Mientras los torneos se iban definiendo, el clima en el club mantenía una energía especial. Niños jugando alrededor del predio, jóvenes compartiendo mates y comidas, y los más grandes reencontrándose en largas charlas. En la final del fútbol de veteranos (+35), ese espíritu volvió a aparecer: “¿Cuántos goles va metiendo tu papá?”, preguntaban los chicos, mientras Tafí B y Villa Nougués disputaban el título. Tras empatar, la definición llegó por penales y fue Villa Nougués quien se quedó con el campeonato.

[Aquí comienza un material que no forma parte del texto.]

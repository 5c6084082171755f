//! Passive Anthropic-stream → `Message` assembler (spec §4.5.4). Consumes
//! the same `StreamEvent`s the translators emit and accumulates them into
//! a single non-streaming `Message`, the shape the recording layer writes
//! to disk and the shape a client asking for `stream: false` expects.

use std::collections::BTreeMap;

use gproxy_protocol::anthropic::stream::{
    StreamContentBlock, StreamContentBlockDelta, StreamEvent, StreamEventKnown,
};
use gproxy_protocol::anthropic::types::{ContentBlock, Message, TextBlock, ThinkingBlock, ToolUseBlock, Usage};

#[derive(Debug, Clone)]
pub struct Assembler {
    message: Option<Message>,
    stream_blocks: BTreeMap<u32, StreamContentBlock>,
    pending_json: BTreeMap<u32, String>,
}

impl Assembler {
    pub fn new() -> Self {
        Self {
            message: None,
            stream_blocks: BTreeMap::new(),
            pending_json: BTreeMap::new(),
        }
    }

    /// Feed one event; returns the finished `Message` once `message_stop`
    /// arrives. Bare duplicate `message_stop` lines (`StreamEvent::Unknown`)
    /// are ignored: the first `message_stop` already finalized the message.
    pub fn push(&mut self, event: StreamEvent) -> Option<Message> {
        let StreamEvent::Known(known) = event else {
            return None;
        };
        match known {
            StreamEventKnown::MessageStart { message } => {
                self.message = Some(Message {
                    id: message.id,
                    content: Vec::new(),
                    model: message.model,
                    role: message.role,
                    stop_reason: message.stop_reason,
                    stop_sequence: message.stop_sequence,
                    r#type: message.r#type,
                    usage: Usage {
                        input_tokens: message.usage.input_tokens,
                        output_tokens: message.usage.output_tokens,
                    },
                });
                None
            }
            StreamEventKnown::ContentBlockStart { index, content_block } => {
                self.stream_blocks.insert(index, content_block);
                None
            }
            StreamEventKnown::ContentBlockDelta { index, delta } => {
                self.apply_delta(index, delta);
                None
            }
            StreamEventKnown::ContentBlockStop { index } => {
                self.finish_block(index);
                None
            }
            StreamEventKnown::MessageDelta { delta, usage } => {
                if let Some(message) = self.message.as_mut() {
                    if delta.stop_reason.is_some() {
                        message.stop_reason = delta.stop_reason;
                    }
                    if delta.stop_sequence.is_some() {
                        message.stop_sequence = delta.stop_sequence;
                    }
                    message.usage = Usage {
                        input_tokens: usage.input_tokens,
                        output_tokens: usage.output_tokens,
                    };
                }
                None
            }
            StreamEventKnown::MessageStop => self.finalize(),
            StreamEventKnown::Ping => None,
            StreamEventKnown::Error { .. } => None,
        }
    }

    /// Finalize without a `message_stop` ever arriving (upstream connection
    /// dropped mid-stream). Any blocks still open are closed in place so the
    /// assembled message is never missing whatever content did arrive.
    pub fn finalize_on_eof(&mut self) -> Option<Message> {
        let open_indices: Vec<u32> = self.stream_blocks.keys().copied().collect();
        for index in open_indices {
            self.finish_block(index);
        }
        self.finalize()
    }

    fn finalize(&mut self) -> Option<Message> {
        let mut message = self.message.take()?;
        let content_blocks = std::mem::take(&mut self.stream_blocks);
        message.content = content_blocks
            .into_iter()
            .map(|(_, block)| map_block(block, &message.id))
            .collect();
        Some(message)
    }

    fn apply_delta(&mut self, index: u32, delta: StreamContentBlockDelta) {
        match delta {
            StreamContentBlockDelta::TextDelta { text } => {
                if let Some(StreamContentBlock::Text(block)) = self.stream_blocks.get_mut(&index) {
                    block.text.push_str(&text);
                }
            }
            StreamContentBlockDelta::ThinkingDelta { thinking } => {
                if let Some(StreamContentBlock::Thinking(block)) = self.stream_blocks.get_mut(&index) {
                    block.thinking.push_str(&thinking);
                }
            }
            StreamContentBlockDelta::SignatureDelta { signature } => {
                if let Some(StreamContentBlock::Thinking(block)) = self.stream_blocks.get_mut(&index) {
                    match &mut block.signature {
                        Some(existing) => existing.push_str(&signature),
                        None => block.signature = Some(signature),
                    }
                }
            }
            StreamContentBlockDelta::InputJsonDelta { partial_json } => {
                self.pending_json
                    .entry(index)
                    .and_modify(|value| value.push_str(&partial_json))
                    .or_insert(partial_json);
            }
        }
    }

    fn finish_block(&mut self, index: u32) {
        let Some(mut block) = self.stream_blocks.remove(&index) else {
            // Already finished, or content_block_stop arrived before the
            // matching content_block_start: nothing to do either way.
            return;
        };

        if let StreamContentBlock::ToolUse(tool) = &mut block
            && let Some(json) = self.pending_json.remove(&index)
        {
            if let Ok(parsed) = serde_json::from_str::<serde_json::Value>(&json)
                && let Some(object) = parsed.as_object()
            {
                tool.input = object.iter().map(|(k, v)| (k.clone(), v.clone())).collect();
            }
        }

        self.stream_blocks.insert(index, block);
    }
}

impl Default for Assembler {
    fn default() -> Self {
        Self::new()
    }
}

/// Upstreams frequently omit a thinking signature outright; fabricate
/// `sig_<message id>` rather than leave the field empty, so a round-tripped
/// message always carries a signature a client can echo back.
fn map_block(block: StreamContentBlock, message_id: &str) -> ContentBlock {
    match block {
        StreamContentBlock::Text(text) => ContentBlock::Text(TextBlock {
            text: text.text,
            r#type: text.r#type,
        }),
        StreamContentBlock::Thinking(thinking) => ContentBlock::Thinking(ThinkingBlock {
            signature: Some(thinking.signature.unwrap_or_else(|| format!("sig_{message_id}"))),
            thinking: thinking.thinking,
            r#type: thinking.r#type,
        }),
        StreamContentBlock::ToolUse(tool) => ContentBlock::ToolUse(ToolUseBlock {
            id: tool.id,
            input: tool.input,
            name: tool.name,
            r#type: tool.r#type,
        }),
    }
}

#[cfg(test)]
mod tests {
    use super::*;
    use gproxy_protocol::anthropic::stream::{
        StreamMessage, StreamTextBlock, StreamThinkingBlock, StreamUsage,
    };
    use gproxy_protocol::anthropic::types::{
        JsonObject, MessageRole, MessageType, Model, StopReason, TextBlockType, ThinkingBlockType,
    };

    fn started(id: &str) -> StreamEvent {
        StreamEvent::Known(StreamEventKnown::MessageStart {
            message: StreamMessage {
                id: id.to_string(),
                content: Vec::new(),
                model: Model::custom("test-model"),
                role: MessageRole::Assistant,
                stop_reason: None,
                stop_sequence: None,
                r#type: MessageType::Message,
                usage: StreamUsage::default(),
            },
        })
    }

    #[test]
    fn assembles_text_block_across_deltas_in_index_order() {
        let mut assembler = Assembler::new();
        assembler.push(started("msg_1"));
        assembler.push(StreamEvent::Known(StreamEventKnown::ContentBlockStart {
            index: 0,
            content_block: StreamContentBlock::Text(StreamTextBlock {
                text: String::new(),
                r#type: TextBlockType::Text,
            }),
        }));
        assembler.push(StreamEvent::Known(StreamEventKnown::ContentBlockDelta {
            index: 0,
            delta: StreamContentBlockDelta::TextDelta {
                text: "hello ".to_string(),
            },
        }));
        assembler.push(StreamEvent::Known(StreamEventKnown::ContentBlockDelta {
            index: 0,
            delta: StreamContentBlockDelta::TextDelta {
                text: "world".to_string(),
            },
        }));
        assembler.push(StreamEvent::Known(StreamEventKnown::ContentBlockStop { index: 0 }));
        let message = assembler
            .push(StreamEvent::Known(StreamEventKnown::MessageStop))
            .expect("message finalized");

        assert_eq!(message.content.len(), 1);
        match &message.content[0] {
            ContentBlock::Text(text) => assert_eq!(text.text, "hello world"),
            other => panic!("expected text block, got {other:?}"),
        }
    }

    #[test]
    fn fabricates_signature_when_upstream_omits_one() {
        let mut assembler = Assembler::new();
        assembler.push(started("msg_2"));
        assembler.push(StreamEvent::Known(StreamEventKnown::ContentBlockStart {
            index: 0,
            content_block: StreamContentBlock::Thinking(StreamThinkingBlock {
                signature: None,
                thinking: String::new(),
                r#type: ThinkingBlockType::Thinking,
            }),
        }));
        assembler.push(StreamEvent::Known(StreamEventKnown::ContentBlockDelta {
            index: 0,
            delta: StreamContentBlockDelta::ThinkingDelta {
                thinking: "reasoning".to_string(),
            },
        }));
        assembler.push(StreamEvent::Known(StreamEventKnown::ContentBlockStop { index: 0 }));
        let message = assembler
            .push(StreamEvent::Known(StreamEventKnown::MessageStop))
            .expect("message finalized");

        match &message.content[0] {
            ContentBlock::Thinking(thinking) => assert_eq!(thinking.signature.as_deref(), Some("sig_msg_2")),
            other => panic!("expected thinking block, got {other:?}"),
        }
    }

    #[test]
    fn tool_use_input_parses_accumulated_json_fragments() {
        let mut assembler = Assembler::new();
        assembler.push(started("msg_3"));
        assembler.push(StreamEvent::Known(StreamEventKnown::ContentBlockStart {
            index: 0,
            content_block: StreamContentBlock::ToolUse(
                gproxy_protocol::anthropic::stream::StreamToolUseBlock {
                    id: "tool_1".to_string(),
                    input: JsonObject::new(),
                    name: "lookup".to_string(),
                    r#type: gproxy_protocol::anthropic::types::ToolUseBlockType::ToolUse,
                },
            ),
        }));
        assembler.push(StreamEvent::Known(StreamEventKnown::ContentBlockDelta {
            index: 0,
            delta: StreamContentBlockDelta::InputJsonDelta {
                partial_json: "{\"q\":".to_string(),
            },
        }));
        assembler.push(StreamEvent::Known(StreamEventKnown::ContentBlockDelta {
            index: 0,
            delta: StreamContentBlockDelta::InputJsonDelta {
                partial_json: "1}".to_string(),
            },
        }));
        assembler.push(StreamEvent::Known(StreamEventKnown::ContentBlockStop { index: 0 }));
        let message = assembler
            .push(StreamEvent::Known(StreamEventKnown::MessageStop))
            .expect("message finalized");

        match &message.content[0] {
            ContentBlock::ToolUse(tool) => {
                assert_eq!(tool.input.get("q").and_then(|v| v.as_i64()), Some(1));
            }
            other => panic!("expected tool_use block, got {other:?}"),
        }
    }

    #[test]
    fn eof_without_message_stop_closes_open_blocks() {
        let mut assembler = Assembler::new();
        assembler.push(started("msg_4"));
        assembler.push(StreamEvent::Known(StreamEventKnown::ContentBlockStart {
            index: 0,
            content_block: StreamContentBlock::Text(StreamTextBlock {
                text: String::new(),
                r#type: TextBlockType::Text,
            }),
        }));
        assembler.push(StreamEvent::Known(StreamEventKnown::ContentBlockDelta {
            index: 0,
            delta: StreamContentBlockDelta::TextDelta {
                text: "cut off".to_string(),
            },
        }));
        let message = assembler.finalize_on_eof().expect("message finalized on eof");
        assert_eq!(message.content.len(), 1);
    }

    #[test]
    fn stop_reason_from_message_delta_overrides_message_start() {
        let mut assembler = Assembler::new();
        assembler.push(started("msg_5"));
        assembler.push(StreamEvent::Known(StreamEventKnown::MessageDelta {
            delta: gproxy_protocol::anthropic::stream::StreamMessageDelta {
                stop_reason: Some(StopReason::EndTurn),
                stop_sequence: None,
                extra: Default::default(),
            },
            usage: StreamUsage {
                input_tokens: Some(3),
                output_tokens: Some(4),
            },
        }));
        let message = assembler
            .push(StreamEvent::Known(StreamEventKnown::MessageStop))
            .expect("message finalized");
        assert_eq!(message.stop_reason, Some(StopReason::EndTurn));
        assert_eq!(message.usage.input_tokens, Some(3));
    }
}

Entre los campeones estaba Juan Martín Imbert, ex Boca, San Martín y Atlético. “Vine con familia, primos y amigos. Me invitaron y es un evento hermoso. Se compite bien y el plus es estar todos juntos”, contó, luego de animarse también al fútbol de “11”.

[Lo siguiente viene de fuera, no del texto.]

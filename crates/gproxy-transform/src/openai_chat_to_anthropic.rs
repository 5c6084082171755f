//! OpenAI Chat-Completions stream → Anthropic Messages stream (spec
//! §4.5.2). This is the harder of the two forward directions: the upstream
//! format is a flat list of deltas each carrying its own finish reason,
//! while the downstream format is structured content blocks bracketed by
//! `content_block_start`/`content_block_stop`.

use serde_json::{Map, Value};

use gproxy_protocol::anthropic::stream::{
    StreamContentBlock, StreamContentBlockDelta, StreamEvent, StreamEventKnown, StreamMessage,
    StreamMessageDelta, StreamTextBlock, StreamThinkingBlock, StreamToolUseBlock, StreamUsage,
};
use gproxy_protocol::anthropic::types::{
    JsonObject, Model, MessageRole, MessageType, TextBlockType, ThinkingBlockType, ToolUseBlockType,
};
use gproxy_protocol::openai::chat::{CreateChatCompletionStreamResponse, StreamDelta};

use crate::block_tracker::{truncate_tool_id, BlockTracker, Singleton, ToolKey};
use crate::finish_reason::chat_finish_to_anthropic;

/// Fields §4.5.2 calls out by name; anything else in the raw delta object
/// is an "upstream extra" to be folded into `delta-extras`.
const SPECIAL_DELTA_FIELDS: &[&str] = &["role", "content", "reasoning_content", "refusal", "tool_calls"];

#[derive(Debug, Default)]
pub struct OpenAiChatToAnthropicTranslator {
    tracker: BlockTracker,
    id: String,
    model: Model,
    message_started: bool,
    finished: bool,
    delta_extras: Map<String, Value>,
}

impl OpenAiChatToAnthropicTranslator {
    pub fn new() -> Self {
        Self::default()
    }

    /// Translate one upstream chunk into zero or more Anthropic stream
    /// events, in emission order.
    pub fn transform_chunk(&mut self, chunk: CreateChatCompletionStreamResponse) -> Vec<StreamEvent> {
        if self.finished {
            return Vec::new();
        }

        let mut events = Vec::new();

        if !self.message_started {
            self.id = chunk.id.clone();
            self.model = Model::custom(chunk.model.clone());
            self.message_started = true;
            events.push(known(StreamEventKnown::MessageStart {
                message: StreamMessage {
                    id: self.id.clone(),
                    content: Vec::new(),
                    model: self.model.clone(),
                    role: MessageRole::Assistant,
                    stop_reason: None,
                    stop_sequence: None,
                    r#type: MessageType::Message,
                    usage: StreamUsage::default(),
                },
            }));
        }

        let Some(choice) = chunk.choices.first() else {
            // Empty choices with usage present: update counters, emit nothing (§4.5.2).
            if let Some(usage) = &chunk.usage {
                self.tracker.input_tokens = usage.prompt_tokens.max(0) as u64;
                self.tracker.output_tokens = usage.completion_tokens.max(0) as u64;
            }
            return events;
        };

        self.collect_extras(&choice.delta);

        if let Some(reasoning) = choice.delta.reasoning_content.as_deref() {
            events.extend(self.emit_thinking(reasoning));
        }

        if let Some(refusal) = choice.delta.refusal.as_deref() {
            events.extend(self.emit_text(refusal));
        } else if let Some(content) = choice.delta.content.as_deref() {
            if !content.is_empty() {
                events.extend(self.emit_text(content));
            } else if choice.finish_reason.is_none() && self.tracker.singleton_index(Singleton::Text).is_some() {
                // Keepalive: an open text block with nothing new to say yet.
                events.extend(self.emit_text(""));
            }
        }

        if let Some(tool_calls) = &choice.delta.tool_calls {
            for call in tool_calls {
                events.extend(self.emit_tool_call(call));
            }
        }

        if let Some(usage) = &chunk.usage {
            self.tracker.input_tokens = usage.prompt_tokens.max(0) as u64;
            self.tracker.output_tokens = usage.completion_tokens.max(0) as u64;
        }

        if let Some(reason) = choice.finish_reason {
            for index in self.tracker.close_open() {
                events.push(known(StreamEventKnown::ContentBlockStop { index }));
            }

            let stop_reason = chat_finish_to_anthropic(reason);
            events.push(known(StreamEventKnown::MessageDelta {
                delta: StreamMessageDelta {
                    stop_reason: Some(stop_reason),
                    stop_sequence: None,
                    extra: std::mem::take(&mut self.delta_extras),
                },
                usage: StreamUsage {
                    input_tokens: Some(self.tracker.input_tokens as u32),
                    output_tokens: Some(self.tracker.output_tokens as u32),
                },
            }));
            events.push(known(StreamEventKnown::MessageStop));
            // A second, bare `message_stop` line is required for client
            // compatibility (§4.5.2); it carries no `event:` line.
            events.push(StreamEvent::Unknown(Value::Object(Map::from_iter([(
                "type".to_string(),
                Value::String("message_stop".to_string()),
            )]))));
            self.finished = true;
        }

        events
    }

    fn collect_extras(&mut self, delta: &StreamDelta) {
        for (key, value) in &delta.extra {
            if !SPECIAL_DELTA_FIELDS.contains(&key.as_str()) {
                self.delta_extras.insert(key.clone(), value.clone());
            }
        }
    }

    fn emit_text(&mut self, text: &str) -> Vec<StreamEvent> {
        let mut events = Vec::new();
        let (index, opened) = self.tracker.open_singleton(Singleton::Text);
        if opened {
            events.push(known(StreamEventKnown::ContentBlockStart {
                index,
                content_block: StreamContentBlock::Text(StreamTextBlock {
                    text: String::new(),
                    r#type: TextBlockType::Text,
                }),
            }));
        }
        events.push(known(StreamEventKnown::ContentBlockDelta {
            index,
            delta: StreamContentBlockDelta::TextDelta {
                text: text.to_string(),
            },
        }));
        events
    }

    fn emit_thinking(&mut self, text: &str) -> Vec<StreamEvent> {
        let mut events = Vec::new();
        let (index, opened) = self.tracker.open_singleton(Singleton::Thinking);
        if opened {
            events.push(known(StreamEventKnown::ContentBlockStart {
                index,
                content_block: StreamContentBlock::Thinking(StreamThinkingBlock {
                    signature: None,
                    thinking: String::new(),
                    r#type: ThinkingBlockType::Thinking,
                }),
            }));
        }
        if !text.is_empty() {
            events.push(known(StreamEventKnown::ContentBlockDelta {
                index,
                delta: StreamContentBlockDelta::ThinkingDelta {
                    thinking: text.to_string(),
                },
            }));
        }
        events
    }

    fn emit_tool_call(
        &mut self,
        call: &gproxy_protocol::openai::chat::ToolCallChunk,
    ) -> Vec<StreamEvent> {
        let mut events = Vec::new();
        let key = ToolKey::Index(call.index);
        let name = call
            .function
            .as_ref()
            .and_then(|function| function.name.clone())
            .unwrap_or_else(|| "tool".to_string());
        let raw_id = call
            .id
            .clone()
            .unwrap_or_else(|| format!("toolcall-{}", call.index));
        let id = truncate_tool_id(&raw_id);

        let (index, opened) = self.tracker.tool_block(key.clone(), id.clone(), name.clone());
        if opened {
            events.push(known(StreamEventKnown::ContentBlockStart {
                index,
                content_block: StreamContentBlock::ToolUse(StreamToolUseBlock {
                    id,
                    input: JsonObject::new(),
                    name,
                    r#type: ToolUseBlockType::ToolUse,
                }),
            }));
        }

        if let Some(arguments) = call.function.as_ref().and_then(|function| function.arguments.as_deref())
            && !arguments.is_empty()
        {
            self.tracker.append_tool_args(&key, arguments);
            events.push(known(StreamEventKnown::ContentBlockDelta {
                index,
                delta: StreamContentBlockDelta::InputJsonDelta {
                    partial_json: arguments.to_string(),
                },
            }));
        }

        events
    }
}

fn known(event: StreamEventKnown) -> StreamEvent {
    StreamEvent::Known(event)
}

#[cfg(test)]
mod tests {
    use super::*;
    use gproxy_protocol::openai::chat::{
        ChunkObjectType, CompletionUsage, FinishReason, StreamChoice, ToolCallChunkType,
        ToolCallFunctionChunk,
    };

    fn chunk(delta: StreamDelta, finish_reason: Option<FinishReason>) -> CreateChatCompletionStreamResponse {
        CreateChatCompletionStreamResponse {
            id: "chatcmpl-1".to_string(),
            object: ChunkObjectType::ChatCompletionChunk,
            created: 0,
            model: "gpt-test".to_string(),
            choices: vec![StreamChoice {
                index: 0,
                delta,
                finish_reason,
            }],
            usage: None,
        }
    }

    fn text_delta(text: &str) -> StreamDelta {
        StreamDelta {
            content: Some(text.to_string()),
            ..Default::default()
        }
    }

    /// S1: plain text, two content chunks then a finish chunk with usage.
    #[test]
    fn s1_plain_text_emission_matches_grammar() {
        let mut translator = OpenAiChatToAnthropicTranslator::new();
        let mut names = Vec::new();

        for event in translator.transform_chunk(chunk(text_delta("Hello "), None)) {
            names.push(event.event_name().to_string());
        }
        for event in translator.transform_chunk(chunk(text_delta("world"), None)) {
            names.push(event.event_name().to_string());
        }
        let mut finish = chunk(StreamDelta::default(), Some(FinishReason::Stop));
        finish.usage = Some(CompletionUsage {
            prompt_tokens: 10,
            completion_tokens: 2,
            total_tokens: 12,
        });
        for event in translator.transform_chunk(finish) {
            names.push(event.event_name().to_string());
        }

        assert_eq!(
            names,
            vec![
                "message_start",
                "content_block_start",
                "content_block_delta",
                "content_block_delta",
                "content_block_stop",
                "message_delta",
                "message_stop",
                "unknown",
            ]
        );
    }

    /// S2: a 50-char tool id is truncated to 37 chars + "...", and the
    /// `tool_calls` finish reason maps to `tool_use`.
    #[test]
    fn s2_tool_call_id_is_truncated_and_stop_reason_is_tool_use() {
        let mut translator = OpenAiChatToAnthropicTranslator::new();
        let long_id = "abcdefghij".repeat(5);
        let delta = StreamDelta {
            tool_calls: Some(vec![gproxy_protocol::openai::chat::ToolCallChunk {
                index: 0,
                id: Some(long_id),
                r#type: Some(ToolCallChunkType::Function),
                function: Some(ToolCallFunctionChunk {
                    name: Some("lookup".to_string()),
                    arguments: Some("{\"q\":\"x\"}".to_string()),
                }),
            }]),
            ..Default::default()
        };
        let start_events = translator.transform_chunk(chunk(delta, None));
        let id = start_events
            .iter()
            .find_map(|event| match event {
                StreamEvent::Known(StreamEventKnown::ContentBlockStart {
                    content_block: StreamContentBlock::ToolUse(tool),
                    ..
                }) => Some(tool.id.clone()),
                _ => None,
            })
            .expect("tool_use start event");
        assert_eq!(id.len(), 40);
        assert!(id.ends_with("..."));

        let finish_events =
            translator.transform_chunk(chunk(StreamDelta::default(), Some(FinishReason::ToolCalls)));
        let stop_reason = finish_events.iter().find_map(|event| match event {
            StreamEvent::Known(StreamEventKnown::MessageDelta { delta, .. }) => delta.stop_reason,
            _ => None,
        });
        assert_eq!(
            stop_reason,
            Some(gproxy_protocol::anthropic::types::StopReason::ToolUse)
        );
    }

    /// S3: reasoning then text opens a thinking block (index 0) then a text
    /// block (index 1), both stopped in index order.
    #[test]
    fn s3_reasoning_then_text_opens_blocks_in_order() {
        let mut translator = OpenAiChatToAnthropicTranslator::new();
        let mut block_starts = Vec::new();

        let delta = StreamDelta {
            reasoning_content: Some("thinking…".to_string()),
            ..Default::default()
        };
        for event in translator.transform_chunk(chunk(delta, None)) {
            if let StreamEvent::Known(StreamEventKnown::ContentBlockStart { index, .. }) = event {
                block_starts.push(index);
            }
        }
        for event in translator.transform_chunk(chunk(text_delta("answer"), None)) {
            if let StreamEvent::Known(StreamEventKnown::ContentBlockStart { index, .. }) = event {
                block_starts.push(index);
            }
        }
        assert_eq!(block_starts, vec![0, 1]);

        let mut stops = Vec::new();
        for event in translator.transform_chunk(chunk(StreamDelta::default(), Some(FinishReason::Stop))) {
            if let StreamEvent::Known(StreamEventKnown::ContentBlockStop { index }) = event {
                stops.push(index);
            }
        }
        assert_eq!(stops, vec![0, 1]);
    }

    #[test]
    fn reasoning_content_never_folds_into_text_block() {
        let mut translator = OpenAiChatToAnthropicTranslator::new();
        let delta = StreamDelta {
            reasoning_content: Some("secret plan".to_string()),
            ..Default::default()
        };
        let events = translator.transform_chunk(chunk(delta, None));
        for event in events {
            if let StreamEvent::Known(StreamEventKnown::ContentBlockDelta { delta, .. }) = event {
                assert!(matches!(delta, StreamContentBlockDelta::ThinkingDelta { .. }));
            }
        }
        assert_eq!(translator.tracker.singleton_index(Singleton::Text), None);
    }

    #[test]
    fn finished_stream_ignores_further_chunks() {
        let mut translator = OpenAiChatToAnthropicTranslator::new();
        translator.transform_chunk(chunk(text_delta("hi"), Some(FinishReason::Stop)));
        let extra = translator.transform_chunk(chunk(text_delta("more"), None));
        assert!(extra.is_empty());
    }
}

Con la actividad deportiva concluida, llegó el momento de la entrega de premios. Tras repasar a los ganadores de cada disciplina y el recuento final, Tafí A fue consagrado bicampeón y volvió a levantar el tradicional “plato” de LA GACETA.
“Estamos muy contentas; creemos que todo salió más que espectacular. Todo lo que estuvo a nuestro alcance se hizo de la mejor manera”, resumió Valentina Bujahza, una de las organizadoras. “Hubo factores que no dependían de nosotras, como el clima, pero finalmente acompañó. Terminamos sin lesionados y sin problemas mayores. Gracias por la predisposición, por seguir confiando y ayudándonos. Ojalá sean muchos años más… y vamos por las que vienen”.
Así, entre títulos, abrazos y promesas de regreso, las Intervillas volvieron a demostrar que son mucho más que una competencia: son una tradición viva, que se renueva año tras año en Tafí del Valle.